Abstract 2354: Carotid Arterial Stiffness is an Independent Predictor for Left Ventricular Diastolic Dysfunction in Patients with Cardiovascular Risk Factors
Background: It is well known that arterial stiffness correlates with mortality or prevalence of cardiovascular disease. However, there are limited data on correlation between arterial stiffness and left ventricular (LV) diastolic function in patients with cardiovascular risk factors.
Methods: We recorded regional myocardial strain profiles at the mid-portion of the LV posterior and inferior walls on the parasternal LV short-axis view in 30 patients (16 men and 14 women, aged 57±8 years) with one or more risk factors and with no previous cardiovascular disease. LV diastolic function was were determined by measuring transmitral flow velocity, mitral annular motion velocity, and myocardial strain and strain rate profiles. The diameter of common carotid artery was measured at end-diastole and end-systole (Dd and Ds, respectively). Arterial stiffness index (β) was calculated from the following formula: β= ln (SBP/DBP)/[(Ds-Dd)/Dd], where SBP and DBP denote the systolic and diastolic blood pressure , respectively.

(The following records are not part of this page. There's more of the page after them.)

//! Defines the AST for a CREATE TABLE statement.

use model::core::table::{DefaultConstraint, TableDef, TableRef};

/// Represents a complete CREATE TABLE statement.
#[derive(Debug, Clone, Default)]
pub struct CreateTable {
    pub table: TableRef,
    pub columns: Vec<ColumnDef>,
    /// Column the default clauses are aligned against: the length of the
    /// longest column definition.
    pub width: usize,
}

#[derive(Debug, Clone, PartialEq)]
pub struct ColumnDef {
    /// Complete column definition, name included.
    pub definition: String,
    pub default: Option<DefaultDef>,
}

#[derive(Debug, Clone, PartialEq)]
pub struct DefaultDef {
    pub name: String,
    pub expression: String,
}

impl From<&DefaultConstraint> for DefaultDef {
    fn from(df: &DefaultConstraint) -> Self {
        Self {
            name: df.name.clone(),
            expression: df.expression.clone(),
        }
    }
}

impl From<&TableDef> for CreateTable {
    fn from(table: &TableDef) -> Self {
        let columns = table
            .columns()
            .iter()
            .map(|col| ColumnDef {
                definition: col.definition(),
                default: col.default.as_ref().map(DefaultDef::from),
            })
            .collect();

        Self {
            table: table.table.clone(),
            columns,
            width: table.width(),
        }
    }
}
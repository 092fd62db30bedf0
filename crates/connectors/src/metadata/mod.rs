//! Classifies the entries of a table directory into columns and default
//! constraints.

use crate::source::{AttributeSource, COLUMN_ID_ATTR};
use model::core::{
    object_type::ObjectType,
    table::{Column, DefaultConstraint, TableDef, TableRef},
};
use std::{
    collections::{BTreeMap, HashMap, btree_map::Entry},
    path::Path,
};
use tracing::{debug, trace, warn};

pub mod default;
pub mod error;

pub use default::{DefaultClause, parse_default_clause};
pub use error::MetadataError;

pub struct TableLoader<'a> {
    source: &'a dyn AttributeSource,
}

/// Column names by ordinal and default constraints by target column, as
/// collected from one pass over the directory.
#[derive(Debug, Default)]
struct Registry {
    columns: BTreeMap<i64, String>,
    defaults: HashMap<String, DefaultConstraint>,
}

impl<'a> TableLoader<'a> {
    pub fn new(source: &'a dyn AttributeSource) -> Self {
        Self { source }
    }

    /// Loads the table represented by `dir`.
    ///
    /// `dir` must be tagged as a user table or table type. Any read failure
    /// aborts the whole load.
    pub fn load(&self, dir: &Path) -> Result<TableDef, MetadataError> {
        let table = self.table_ref(dir)?;
        let registry = self.classify(dir)?;
        let columns = self.columns(dir, registry)?;

        debug!("Loaded {} with {} column(s)", table, columns.len());
        Ok(TableDef::new(table, columns))
    }

    /// Checks the directory's own type and derives `[schema].[table]` from
    /// its parent and own names.
    pub fn table_ref(&self, dir: &Path) -> Result<TableRef, MetadataError> {
        let ty = self.source.object_type(dir)?;
        if !ty.is_table() {
            return Err(MetadataError::NotATable {
                path: dir.to_path_buf(),
                found: ty.tag().to_string(),
            });
        }

        let name = file_name(dir);
        let schema = dir.parent().and_then(file_name);
        match (schema, name) {
            (Some(schema), Some(name)) => Ok(TableRef::new(schema, name)),
            _ => Err(MetadataError::InvalidTablePath(dir.to_path_buf())),
        }
    }

    fn classify(&self, dir: &Path) -> Result<Registry, MetadataError> {
        let mut registry = Registry::default();

        for path in self.source.entries(dir)? {
            let Some(name) = file_name(&path) else {
                continue;
            };

            match self.source.object_type(&path)? {
                ObjectType::Column => {
                    let ordinal = self.column_id(&path)?;
                    match registry.columns.entry(ordinal) {
                        Entry::Vacant(slot) => {
                            slot.insert(name);
                        }
                        Entry::Occupied(slot) => {
                            return Err(MetadataError::DuplicateColumnId {
                                ordinal,
                                first: slot.get().clone(),
                                second: name,
                            });
                        }
                    }
                }
                ObjectType::DefaultConstraint => {
                    let text = self.source.read_text(&path)?;
                    let Some(clause) = parse_default_clause(&text) else {
                        debug!("Skipping default '{}': no DEFAULT ... FOR [column] clause", name);
                        continue;
                    };

                    let constraint = DefaultConstraint {
                        name,
                        column: clause.column,
                        expression: clause.expression,
                    };
                    if let Some(prev) = registry
                        .defaults
                        .insert(constraint.column.clone(), constraint)
                    {
                        warn!(
                            "Default '{}' on column '{}' replaced by a later constraint",
                            prev.name, prev.column
                        );
                    }
                }
                other => trace!("Ignoring '{}' of type {}", name, other),
            }
        }

        Ok(registry)
    }

    fn column_id(&self, path: &Path) -> Result<i64, MetadataError> {
        let raw = self.source.attribute(path, COLUMN_ID_ATTR)?;
        let value = String::from_utf8_lossy(&raw);
        let value = value.trim_matches(|c: char| c == '\0' || c.is_whitespace());

        value.parse().map_err(|_| MetadataError::InvalidColumnId {
            path: path.to_path_buf(),
            value: value.to_string(),
        })
    }

    fn columns(&self, dir: &Path, mut registry: Registry) -> Result<Vec<Column>, MetadataError> {
        let mut columns = Vec::with_capacity(registry.columns.len());

        for (ordinal, name) in registry.columns {
            let raw_text = self.source.read_text(&dir.join(&name))?;
            let mut column = Column::new(ordinal, name, raw_text);
            column.default = registry.defaults.remove(&column.name);
            columns.push(column);
        }

        for orphan in registry.defaults.values() {
            debug!(
                "Ignoring default '{}': table has no column '{}'",
                orphan.name, orphan.column
            );
        }

        Ok(columns)
    }
}

fn file_name(path: &Path) -> Option<String> {
    path.file_name()
        .map(|name| name.to_string_lossy().into_owned())
}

Results: The β was greater, and peak early diastolic strain rates of the LV posterior and inferior walls were lower in the patients than in the controls. The β correlated with age, peak early diastolic velocity and the deceleration time of the transmitral flow, peak early diastolic mitral annular motion velocity, and peak early diastolic strain rates of the LV walls. Multiple linear regression analysis revealed that early diastolic strain rates of the LV walls are strongly related toβ.
Conclusion: LV relaxation was associated with carotid arterial sclerosis in subclinical patients with cardiovascular risk factors. These results support the importance of screening using ultrasonic strain imaging and early intervention in this patient population.